Accessible Key performance indicators, a 4 part framework

Its amazing to witness the popularity that Key performance indicators (KPI’s) have seen over the past 15 years. Like many executives in planning, strategy and marketing, I too marvel at the thought of having magical KPI’s that will propel my programs or business. Unfortunately, in the process of consulting our clients, too often we see that organizations rarely understand and benefit from KPI’s. Those that do understand the effort and commitment needed to craft effective KPI’s, very often find it too daunting in today’s era of rapid change.

KPIFramework

My original use of KPI’s came from practicing the principles in David Parmenters 2007 book, “Key Performance Indicators” where he states, “KPI’s tell you what to do to increase performance dramatically.” Its a good read, and really outlines the best and most thorough approach to finding effective KPI’s.

In order to make KPI’s meaningful, useful, and achievable, I use a simple 4 part framework that can help launch you on a manageable and focused path.

1 – Understand your platforms – The capabilities and power of the platforms you have (CRM, analytics tools, people, etc.) are very important in determining what you can monitor.
Take time to understand them and how they work, as they may also tell you about gaps you have in uncovering or monitoring key performance indicators. As a planner, strategist, or senior executive, its good to actually administer to some of the tools and platforms rather than rely on reports that roll-up to you from within the organization.
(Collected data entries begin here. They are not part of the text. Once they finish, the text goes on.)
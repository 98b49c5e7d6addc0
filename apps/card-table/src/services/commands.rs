//! Command creation and execution.

use sea_orm::{ConnectionTrait, IntoActiveModel};
use serde::Serialize;
use serde_json::Value;
use time::OffsetDateTime;

use crate::commands::{execute, DrawSource};
use crate::domain::changes::{apply_command_changes, ChangeSet};
use crate::domain::EntityKind;
use crate::entities::{cards, commands};
use crate::errors::domain::DomainError;
use crate::repos::commands as commands_repo;
use crate::validation::{ensure_modifiable, require_param};

/// A command as returned to clients: `changes` decoded back into JSON
#[derive(Debug, Clone, Serialize)]
pub struct CommandView {
    pub id: i64,
    pub game_id: i64,
    pub actor_id: i64,
    pub operation: String,
    pub changes: Option<Value>,
    pub memo: Option<String>,
    #[serde(with = "time::serde::rfc3339")]
    pub created_at: OffsetDateTime,
    #[serde(with = "time::serde::rfc3339")]
    pub updated_at: OffsetDateTime,
}

impl From<commands::Model> for CommandView {
    fn from(m: commands::Model) -> Self {
        // stored text is validated on write; anything undecodable is passed through as a string
        let changes = m.changes.map(|text| {
            serde_json::from_str::<Value>(&text).unwrap_or(Value::String(text))
        });
        Self {
            id: m.id,
            game_id: m.game_id,
            actor_id: m.actor_id,
            operation: m.operation,
            changes,
            memo: m.memo,
            created_at: m.created_at,
            updated_at: m.updated_at,
        }
    }
}

/// The stored command plus whatever its operation produced
#[derive(Debug, Clone, Serialize)]
pub struct CommandOutcome {
    #[serde(flatten)]
    pub command: CommandView,
    /// Cards created by `create-deck`
    #[serde(skip_serializing_if = "Option::is_none")]
    pub cards: Option<Vec<cards::Model>>,
}

#[derive(Debug, Default, Clone, Copy)]
pub struct CommandService;

impl CommandService {
    pub fn new() -> Self {
        Self
    }

    /// Persist a command row, then execute it against the same connection.
    /// A failing execution leaves the inserted row to the caller's rollback.
    pub async fn create<C: ConnectionTrait + Send + Sync>(
        &self,
        conn: &C,
        body: &ChangeSet,
        draws: &mut dyn DrawSource,
    ) -> Result<CommandOutcome, DomainError> {
        ensure_modifiable(EntityKind::Command, body, &[], true)?;
        for name in ["operation", "game_id", "actor_id"] {
            require_param(name, body)?;
        }

        let mut active = commands::ActiveModel::default();
        apply_command_changes(&mut active, body, &[])?;
        let command = commands_repo::create(conn, active).await?;

        let cards = execute(conn, &command, draws).await?;
        Ok(CommandOutcome {
            command: command.into(),
            cards,
        })
    }

    /// Editing a command never re-executes it.
    pub async fn patch<C: ConnectionTrait + Send + Sync>(
        &self,
        conn: &C,
        command_id: i64,
        body: &ChangeSet,
    ) -> Result<CommandView, DomainError> {
        let command = commands_repo::require(conn, command_id).await?;
        ensure_modifiable(EntityKind::Command, body, &[], false)?;

        let mut active = command.into_active_model();
        apply_command_changes(&mut active, body, &[])?;
        Ok(commands_repo::update(conn, active).await?.into())
    }
}
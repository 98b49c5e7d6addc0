//! Domain-level error type used across the command engine, repos and services.
//!
//! This error type is HTTP- and DB-agnostic. Handlers return
//! `Result<T, crate::error::AppError>` and convert from `DomainError`
//! using the `From<DomainError> for AppError` implementation.

use std::error::Error;
use std::fmt::{Display, Formatter, Result as FmtResult};

/// Infra error kinds to distinguish operational failures
#[derive(Debug, Clone, PartialEq, Eq)]
#[non_exhaustive]
pub enum InfraErrorKind {
    DbUnavailable,
    DataCorruption,
    Other(String),
}

/// Records addressed directly by a request path
#[derive(Debug, Clone, Copy, PartialEq, Eq)]
pub enum NotFoundKind {
    Game,
    Stack,
    Card,
    Command,
    Record,
}

/// Central domain error type
#[derive(Debug, Clone, PartialEq)]
pub enum DomainError {
    /// A required key is absent from a change-set or request body
    MissingParameter(String),
    /// A key is present but empty, malformed, dangling or not writable
    InvalidParameter { name: String, detail: String },
    /// `operation` is not a member of the command vocabulary
    UnknownOperation(String),
    /// Missing resource in domain terms
    NotFound(NotFoundKind, String),
    /// Infrastructure/operational failures
    Infra(InfraErrorKind, String),
}

impl Display for DomainError {
    fn fmt(&self, f: &mut Formatter<'_>) -> FmtResult {
        match self {
            DomainError::MissingParameter(name) => {
                write!(f, "Missing parameter: the \"{name}\" parameter is required")
            }
            DomainError::InvalidParameter { name, detail } => {
                write!(f, "Invalid parameter: the \"{name}\" parameter is invalid. {detail}")
            }
            DomainError::UnknownOperation(op) => write!(f, "Unknown operation: {op}"),
            DomainError::NotFound(kind, d) => write!(f, "not found {kind:?}: {d}"),
            DomainError::Infra(kind, d) => write!(f, "infra {kind:?}: {d}"),
        }
    }
}

impl Error for DomainError {}

impl DomainError {
    pub fn missing(name: impl Into<String>) -> Self {
        Self::MissingParameter(name.into())
    }
    pub fn invalid(name: impl Into<String>, detail: impl Into<String>) -> Self {
        Self::InvalidParameter {
            name: name.into(),
            detail: detail.into(),
        }
    }
    pub fn unknown_operation(op: impl Into<String>) -> Self {
        Self::UnknownOperation(op.into())
    }
    pub fn not_found(kind: NotFoundKind, detail: impl Into<String>) -> Self {
        Self::NotFound(kind, detail.into())
    }
    pub fn infra(kind: InfraErrorKind, detail: impl Into<String>) -> Self {
        Self::Infra(kind, detail.into())
    }

    /// Name of the offending parameter for the validation kinds.
    pub fn param_name(&self) -> Option<&str> {
        match self {
            DomainError::MissingParameter(name) => Some(name),
            DomainError::InvalidParameter { name, .. } => Some(name),
            DomainError::UnknownOperation(_) => Some("operation"),
            _ => None,
        }
    }
}

impl From<sea_orm::DbErr> for DomainError {
    fn from(e: sea_orm::DbErr) -> Self {
        crate::infra::db_errors::map_db_err(e)
    }
}

#[cfg(test)]
mod tests {
    use super::*;

    #[test]
    fn missing_parameter_message_names_param() {
        let err = DomainError::missing("stack_id");
        assert!(err.to_string().contains("Missing"));
        assert!(err.to_string().contains("stack_id"));
        assert_eq!(err.param_name(), Some("stack_id"));
    }

    #[test]
    fn invalid_parameter_message_carries_detail() {
        let err = DomainError::invalid("changes", "Invalid JSON");
        let msg = err.to_string();
        assert!(msg.contains("Invalid"));
        assert!(msg.contains("changes"));
        assert!(msg.contains("Invalid JSON"));
    }

    #[test]
    fn unknown_operation_points_at_operation() {
        let err = DomainError::unknown_operation("invalid");
        assert_eq!(err.param_name(), Some("operation"));
        assert!(err.to_string().contains("invalid"));
    }
}
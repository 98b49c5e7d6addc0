use sea_orm_migration::prelude::*;
use sea_orm_migration::sea_query::{ColumnDef, Index, Table};

#[derive(DeriveMigrationName)]
pub struct Migration;

// ----- Iden enums for tables & columns -----
#[derive(Iden)]
enum Games {
    Table,
    Id,
    Name,
    State,
    CreatedAt,
    UpdatedAt,
}

#[derive(Iden)]
enum Stacks {
    Table,
    Id,
    GameId,
    OwnerId,
    Label,
    SizeVisibility,
    SizeLimit,
    CreatedAt,
    UpdatedAt,
}

#[derive(Iden)]
enum Cards {
    Table,
    Id,
    StackId,
    Position,
    OwnerFacing,
    OtherFacing,
    Suit,
    SuitValue,
    Rank,
    RankValue,
    CreatedAt,
    UpdatedAt,
}

#[derive(Iden)]
enum Commands {
    Table,
    Id,
    GameId,
    ActorId,
    Operation,
    Changes,
    Memo,
    CreatedAt,
    UpdatedAt,
}

#[async_trait::async_trait]
impl MigrationTrait for Migration {
    async fn up(&self, manager: &SchemaManager) -> Result<(), DbErr> {
        // games
        manager
            .create_table(
                Table::create()
                    .table(Games::Table)
                    .if_not_exists()
                    .col(
                        ColumnDef::new(Games::Id)
                            .big_integer()
                            .not_null()
                            .primary_key()
                            .auto_increment(),
                    )
                    .col(ColumnDef::new(Games::Name).string().null())
                    .col(
                        ColumnDef::new(Games::State)
                            .string_len(16)
                            .not_null()
                            .default("forming"),
                    )
                    .col(
                        ColumnDef::new(Games::CreatedAt)
                            .timestamp_with_time_zone()
                            .not_null(),
                    )
                    .col(
                        ColumnDef::new(Games::UpdatedAt)
                            .timestamp_with_time_zone()
                            .not_null(),
                    )
                    .to_owned(),
            )
            .await?;

        manager
            .create_index(
                Index::create()
                    .name("ix_games_updated_at")
                    .table(Games::Table)
                    .col(Games::UpdatedAt)
                    .to_owned(),
            )
            .await?;

        // stacks
        manager
            .create_table(
                Table::create()
                    .table(Stacks::Table)
                    .if_not_exists()
                    .col(
                        ColumnDef::new(Stacks::Id)
                            .big_integer()
                            .not_null()
                            .primary_key()
                            .auto_increment(),
                    )
                    .col(ColumnDef::new(Stacks::GameId).big_integer().not_null())
                    .col(
                        ColumnDef::new(Stacks::OwnerId)
                            .big_integer()
                            .not_null()
                            .default(0),
                    )
                    .col(ColumnDef::new(Stacks::Label).string().null())
                    .col(ColumnDef::new(Stacks::SizeVisibility).integer().null())
                    .col(ColumnDef::new(Stacks::SizeLimit).integer().null())
                    .col(
                        ColumnDef::new(Stacks::CreatedAt)
                            .timestamp_with_time_zone()
                            .not_null(),
                    )
                    .col(
                        ColumnDef::new(Stacks::UpdatedAt)
                            .timestamp_with_time_zone()
                            .not_null(),
                    )
                    .foreign_key(
                        ForeignKey::create()
                            .name("fk_stacks_game_id")
                            .from(Stacks::Table, Stacks::GameId)
                            .to(Games::Table, Games::Id)
                            .on_delete(ForeignKeyAction::Cascade),
                    )
                    .to_owned(),
            )
            .await?;

        manager
            .create_index(
                Index::create()
                    .name("ix_stacks_game_id")
                    .table(Stacks::Table)
                    .col(Stacks::GameId)
                    .to_owned(),
            )
            .await?;

        // cards
        manager
            .create_table(
                Table::create()
                    .table(Cards::Table)
                    .if_not_exists()
                    .col(
                        ColumnDef::new(Cards::Id)
                            .big_integer()
                            .not_null()
                            .primary_key()
                            .auto_increment(),
                    )
                    .col(ColumnDef::new(Cards::StackId).big_integer().not_null())
                    .col(
                        ColumnDef::new(Cards::Position)
                            .integer()
                            .not_null()
                            .default(0),
                    )
                    .col(
                        ColumnDef::new(Cards::OwnerFacing)
                            .integer()
                            .not_null()
                            .default(0),
                    )
                    .col(
                        ColumnDef::new(Cards::OtherFacing)
                            .integer()
                            .not_null()
                            .default(0),
                    )
                    .col(ColumnDef::new(Cards::Suit).string().null())
                    .col(ColumnDef::new(Cards::SuitValue).integer().null())
                    .col(ColumnDef::new(Cards::Rank).string().null())
                    .col(ColumnDef::new(Cards::RankValue).integer().null())
                    .col(
                        ColumnDef::new(Cards::CreatedAt)
                            .timestamp_with_time_zone()
                            .not_null(),
                    )
                    .col(
                        ColumnDef::new(Cards::UpdatedAt)
                            .timestamp_with_time_zone()
                            .not_null(),
                    )
                    .foreign_key(
                        ForeignKey::create()
                            .name("fk_cards_stack_id")
                            .from(Cards::Table, Cards::StackId)
                            .to(Stacks::Table, Stacks::Id)
                            .on_delete(ForeignKeyAction::Cascade),
                    )
                    .to_owned(),
            )
            .await?;

        manager
            .create_index(
                Index::create()
                    .name("ix_cards_stack_id_position")
                    .table(Cards::Table)
                    .col(Cards::StackId)
                    .col(Cards::Position)
                    .to_owned(),
            )
            .await?;

        // commands
        manager
            .create_table(
                Table::create()
                    .table(Commands::Table)
                    .if_not_exists()
                    .col(
                        ColumnDef::new(Commands::Id)
                            .big_integer()
                            .not_null()
                            .primary_key()
                            .auto_increment(),
                    )
                    .col(ColumnDef::new(Commands::GameId).big_integer().not_null())
                    .col(ColumnDef::new(Commands::ActorId).big_integer().not_null())
                    .col(ColumnDef::new(Commands::Operation).string_len(32).not_null())
                    .col(ColumnDef::new(Commands::Changes).text().null())
                    .col(ColumnDef::new(Commands::Memo).text().null())
                    .col(
                        ColumnDef::new(Commands::CreatedAt)
                            .timestamp_with_time_zone()
                            .not_null(),
                    )
                    .col(
                        ColumnDef::new(Commands::UpdatedAt)
                            .timestamp_with_time_zone()
                            .not_null(),
                    )
                    .to_owned(),
            )
            .await?;

        manager
            .create_index(
                Index::create()
                    .name("ix_commands_game_id")
                    .table(Commands::Table)
                    .col(Commands::GameId)
                    .to_owned(),
            )
            .await?;

        Ok(())
    }

    async fn down(&self, manager: &SchemaManager) -> Result<(), DbErr> {
        // drop in reverse order + drop index before table
        manager
            .drop_index(
                Index::drop()
                    .name("ix_commands_game_id")
                    .table(Commands::Table)
                    .to_owned(),
            )
            .await?;
        manager
            .drop_table(Table::drop().table(Commands::Table).to_owned())
            .await?;

        manager
            .drop_index(
                Index::drop()
                    .name("ix_cards_stack_id_position")
                    .table(Cards::Table)
                    .to_owned(),
            )
            .await?;
        manager
            .drop_table(Table::drop().table(Cards::Table).to_owned())
            .await?;

        manager
            .drop_index(
                Index::drop()
                    .name("ix_stacks_game_id")
                    .table(Stacks::Table)
                    .to_owned(),
            )
            .await?;
        manager
            .drop_table(Table::drop().table(Stacks::Table).to_owned())
            .await?;

        manager
            .drop_index(
                Index::drop()
                    .name("ix_games_updated_at")
                    .table(Games::Table)
                    .to_owned(),
            )
            .await?;
        manager
            .drop_table(Table::drop().table(Games::Table).to_owned())
            .await?;

        Ok(())
    }
}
2 – Set “good” goals – Organizations are typically good at crafting a list of business goals. Begin your goal setting exercises with a set of example goals from the world of best practices. This will ensure that you define good goals first (specific, measurable, associated with timing, etc.) rather than leading with what the goals should be. Thinking through the details of your goals before you hire consultants or delve into KPI’s, will make your KPI launch point that much higher up the mountain.

3 – Performance indicators – Think of performance indicators as the measures that are most likely being tracked somewhere in the organization. They tell us results in the context of a benchmark or relative metric. They also begin to tell us what to do. For example, a high bounce rate on a web page might tell us something is wrong with the page, or with the people we are attracting to the page. Performance indicators need to become a superset of widely used metrics that flame the serious discussions about KPI’s.

4 – Create the KPI’s – Showing the patience and discipline to practice steps 1-3 before before coming up with KPI’s is the biggest suggestion I can make. If you made it this far, and some period of time has elapsed using performance indicators, you and your organization can begin the more serious decisions around finding those magical Key performance indicators. In your planning sessions with the group, use the simple KPI validation; they tell us what to do, with dramatic impact. A KPI I like to reference from our consulting world: “In-person planning with my clients, monthly, maintains the relationships needed to build our business.” This one measure in the category of “relationships”, is measurable, directional, and can have a tremendous impact on our business.

If you can find the time to really invest in the practice of KPI’s, they can be a powerful tool for your business. This distilled 4 part framework can start you on the right path to better finding and executing your custom KPI’s.